§ **Data**:
+---+

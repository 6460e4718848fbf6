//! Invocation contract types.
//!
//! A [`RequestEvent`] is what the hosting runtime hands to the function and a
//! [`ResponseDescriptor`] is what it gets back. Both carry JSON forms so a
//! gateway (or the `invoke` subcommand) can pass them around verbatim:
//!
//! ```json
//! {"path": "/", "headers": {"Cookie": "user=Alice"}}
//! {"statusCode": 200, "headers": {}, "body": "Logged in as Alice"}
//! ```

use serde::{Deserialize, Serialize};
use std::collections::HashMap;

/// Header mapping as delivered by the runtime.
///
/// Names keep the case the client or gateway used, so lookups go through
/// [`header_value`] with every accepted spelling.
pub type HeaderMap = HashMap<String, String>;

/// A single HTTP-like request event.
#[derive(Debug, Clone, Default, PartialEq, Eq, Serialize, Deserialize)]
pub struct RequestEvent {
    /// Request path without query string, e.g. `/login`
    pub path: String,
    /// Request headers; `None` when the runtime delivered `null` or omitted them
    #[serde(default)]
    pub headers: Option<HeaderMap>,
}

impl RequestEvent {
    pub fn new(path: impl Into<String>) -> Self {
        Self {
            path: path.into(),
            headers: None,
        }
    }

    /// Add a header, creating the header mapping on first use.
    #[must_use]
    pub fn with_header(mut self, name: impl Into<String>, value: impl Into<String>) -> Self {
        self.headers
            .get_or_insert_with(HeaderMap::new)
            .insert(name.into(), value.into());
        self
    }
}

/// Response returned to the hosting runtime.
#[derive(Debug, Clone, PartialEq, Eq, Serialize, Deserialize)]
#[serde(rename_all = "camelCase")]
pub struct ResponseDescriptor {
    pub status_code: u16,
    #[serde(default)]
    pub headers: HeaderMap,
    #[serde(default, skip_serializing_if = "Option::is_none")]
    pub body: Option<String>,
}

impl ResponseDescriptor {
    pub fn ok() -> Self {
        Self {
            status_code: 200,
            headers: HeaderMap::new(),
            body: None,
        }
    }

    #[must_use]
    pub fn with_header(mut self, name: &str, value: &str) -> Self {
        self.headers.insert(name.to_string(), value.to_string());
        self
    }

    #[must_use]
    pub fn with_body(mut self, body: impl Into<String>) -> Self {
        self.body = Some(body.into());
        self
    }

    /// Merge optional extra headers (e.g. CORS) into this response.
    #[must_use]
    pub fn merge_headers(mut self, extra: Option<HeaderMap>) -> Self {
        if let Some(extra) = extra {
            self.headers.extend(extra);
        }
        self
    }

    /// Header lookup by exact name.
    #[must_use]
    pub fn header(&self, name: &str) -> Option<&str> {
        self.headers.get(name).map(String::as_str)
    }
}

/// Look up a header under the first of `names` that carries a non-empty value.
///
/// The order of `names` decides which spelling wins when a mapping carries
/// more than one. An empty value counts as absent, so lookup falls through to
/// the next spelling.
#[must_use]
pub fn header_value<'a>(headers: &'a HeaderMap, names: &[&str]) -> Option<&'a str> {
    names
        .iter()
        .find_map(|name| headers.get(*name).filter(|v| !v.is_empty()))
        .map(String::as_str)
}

+---+

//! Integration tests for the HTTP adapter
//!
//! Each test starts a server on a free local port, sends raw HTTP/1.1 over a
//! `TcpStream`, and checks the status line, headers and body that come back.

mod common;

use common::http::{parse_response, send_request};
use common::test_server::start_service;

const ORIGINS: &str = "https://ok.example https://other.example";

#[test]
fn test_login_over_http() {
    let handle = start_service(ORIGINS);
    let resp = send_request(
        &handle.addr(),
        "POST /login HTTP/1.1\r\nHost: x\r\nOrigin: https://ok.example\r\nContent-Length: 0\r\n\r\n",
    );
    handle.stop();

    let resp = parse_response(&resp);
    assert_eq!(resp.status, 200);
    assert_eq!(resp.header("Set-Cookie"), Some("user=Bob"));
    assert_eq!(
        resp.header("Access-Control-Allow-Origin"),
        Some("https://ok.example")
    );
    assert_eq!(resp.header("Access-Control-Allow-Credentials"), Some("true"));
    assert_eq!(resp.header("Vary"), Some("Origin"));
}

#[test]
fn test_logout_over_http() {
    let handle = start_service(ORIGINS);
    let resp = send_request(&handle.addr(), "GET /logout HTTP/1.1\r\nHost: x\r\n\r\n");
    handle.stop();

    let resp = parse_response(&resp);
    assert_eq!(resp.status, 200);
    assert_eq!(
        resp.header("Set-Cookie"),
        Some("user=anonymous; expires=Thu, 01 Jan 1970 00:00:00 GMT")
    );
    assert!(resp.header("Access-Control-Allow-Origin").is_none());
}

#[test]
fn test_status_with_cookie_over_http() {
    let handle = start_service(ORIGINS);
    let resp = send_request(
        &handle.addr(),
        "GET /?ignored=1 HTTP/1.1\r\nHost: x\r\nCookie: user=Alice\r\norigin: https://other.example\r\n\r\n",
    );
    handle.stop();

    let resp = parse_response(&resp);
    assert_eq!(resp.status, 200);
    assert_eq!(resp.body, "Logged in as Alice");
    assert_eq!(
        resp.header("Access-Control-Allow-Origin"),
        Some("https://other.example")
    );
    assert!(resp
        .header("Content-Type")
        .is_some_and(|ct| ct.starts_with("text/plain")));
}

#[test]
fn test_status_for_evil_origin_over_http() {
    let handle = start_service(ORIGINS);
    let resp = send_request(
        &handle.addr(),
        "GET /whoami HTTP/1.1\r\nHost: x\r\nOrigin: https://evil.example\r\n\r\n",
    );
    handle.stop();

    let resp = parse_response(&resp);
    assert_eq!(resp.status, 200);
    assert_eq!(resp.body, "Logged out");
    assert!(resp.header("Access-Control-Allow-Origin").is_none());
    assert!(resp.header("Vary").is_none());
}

+---+

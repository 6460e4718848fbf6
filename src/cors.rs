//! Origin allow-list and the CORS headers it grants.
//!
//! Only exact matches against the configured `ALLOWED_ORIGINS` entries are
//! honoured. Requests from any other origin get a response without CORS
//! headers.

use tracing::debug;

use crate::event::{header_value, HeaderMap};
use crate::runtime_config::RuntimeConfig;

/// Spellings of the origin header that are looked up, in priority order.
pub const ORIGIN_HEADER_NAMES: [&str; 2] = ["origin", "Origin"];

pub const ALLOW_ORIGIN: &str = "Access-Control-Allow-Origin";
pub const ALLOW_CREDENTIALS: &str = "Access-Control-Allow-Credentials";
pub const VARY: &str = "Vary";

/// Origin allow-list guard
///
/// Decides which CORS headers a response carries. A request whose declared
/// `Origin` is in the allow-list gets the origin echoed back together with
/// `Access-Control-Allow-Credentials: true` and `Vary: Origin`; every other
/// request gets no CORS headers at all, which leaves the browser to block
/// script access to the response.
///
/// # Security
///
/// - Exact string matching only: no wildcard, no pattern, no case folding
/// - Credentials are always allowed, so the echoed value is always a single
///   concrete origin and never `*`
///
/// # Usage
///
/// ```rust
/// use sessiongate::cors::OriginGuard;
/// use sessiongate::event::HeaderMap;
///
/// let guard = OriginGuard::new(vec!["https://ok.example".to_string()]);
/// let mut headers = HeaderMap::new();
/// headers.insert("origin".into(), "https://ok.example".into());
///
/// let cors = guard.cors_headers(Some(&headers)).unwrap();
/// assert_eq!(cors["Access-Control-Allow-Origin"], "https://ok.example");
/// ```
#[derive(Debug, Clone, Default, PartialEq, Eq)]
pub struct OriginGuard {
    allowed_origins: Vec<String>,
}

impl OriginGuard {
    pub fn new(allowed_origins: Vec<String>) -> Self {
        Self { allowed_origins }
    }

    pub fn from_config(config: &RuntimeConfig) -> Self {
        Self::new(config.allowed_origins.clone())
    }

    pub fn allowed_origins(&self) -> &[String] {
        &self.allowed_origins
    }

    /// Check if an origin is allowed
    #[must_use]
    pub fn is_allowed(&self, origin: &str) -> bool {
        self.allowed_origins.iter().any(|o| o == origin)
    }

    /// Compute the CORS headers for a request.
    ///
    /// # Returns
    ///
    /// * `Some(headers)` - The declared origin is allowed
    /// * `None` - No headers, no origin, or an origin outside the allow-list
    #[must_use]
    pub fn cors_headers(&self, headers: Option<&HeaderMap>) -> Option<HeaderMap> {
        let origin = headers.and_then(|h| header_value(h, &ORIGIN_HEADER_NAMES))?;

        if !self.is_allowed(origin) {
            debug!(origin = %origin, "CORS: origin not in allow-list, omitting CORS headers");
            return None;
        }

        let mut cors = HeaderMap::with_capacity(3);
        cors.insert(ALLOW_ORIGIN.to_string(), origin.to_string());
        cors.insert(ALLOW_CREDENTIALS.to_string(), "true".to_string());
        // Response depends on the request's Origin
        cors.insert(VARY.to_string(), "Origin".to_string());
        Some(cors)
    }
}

+---+

§ **What is required**: Collect the complete line wherever the string "declared" appears in the records.

§ **Reply**:
/// Decides which CORS headers a response carries. A request whose declared
    /// * `Some(headers)` - The declared origin is allowed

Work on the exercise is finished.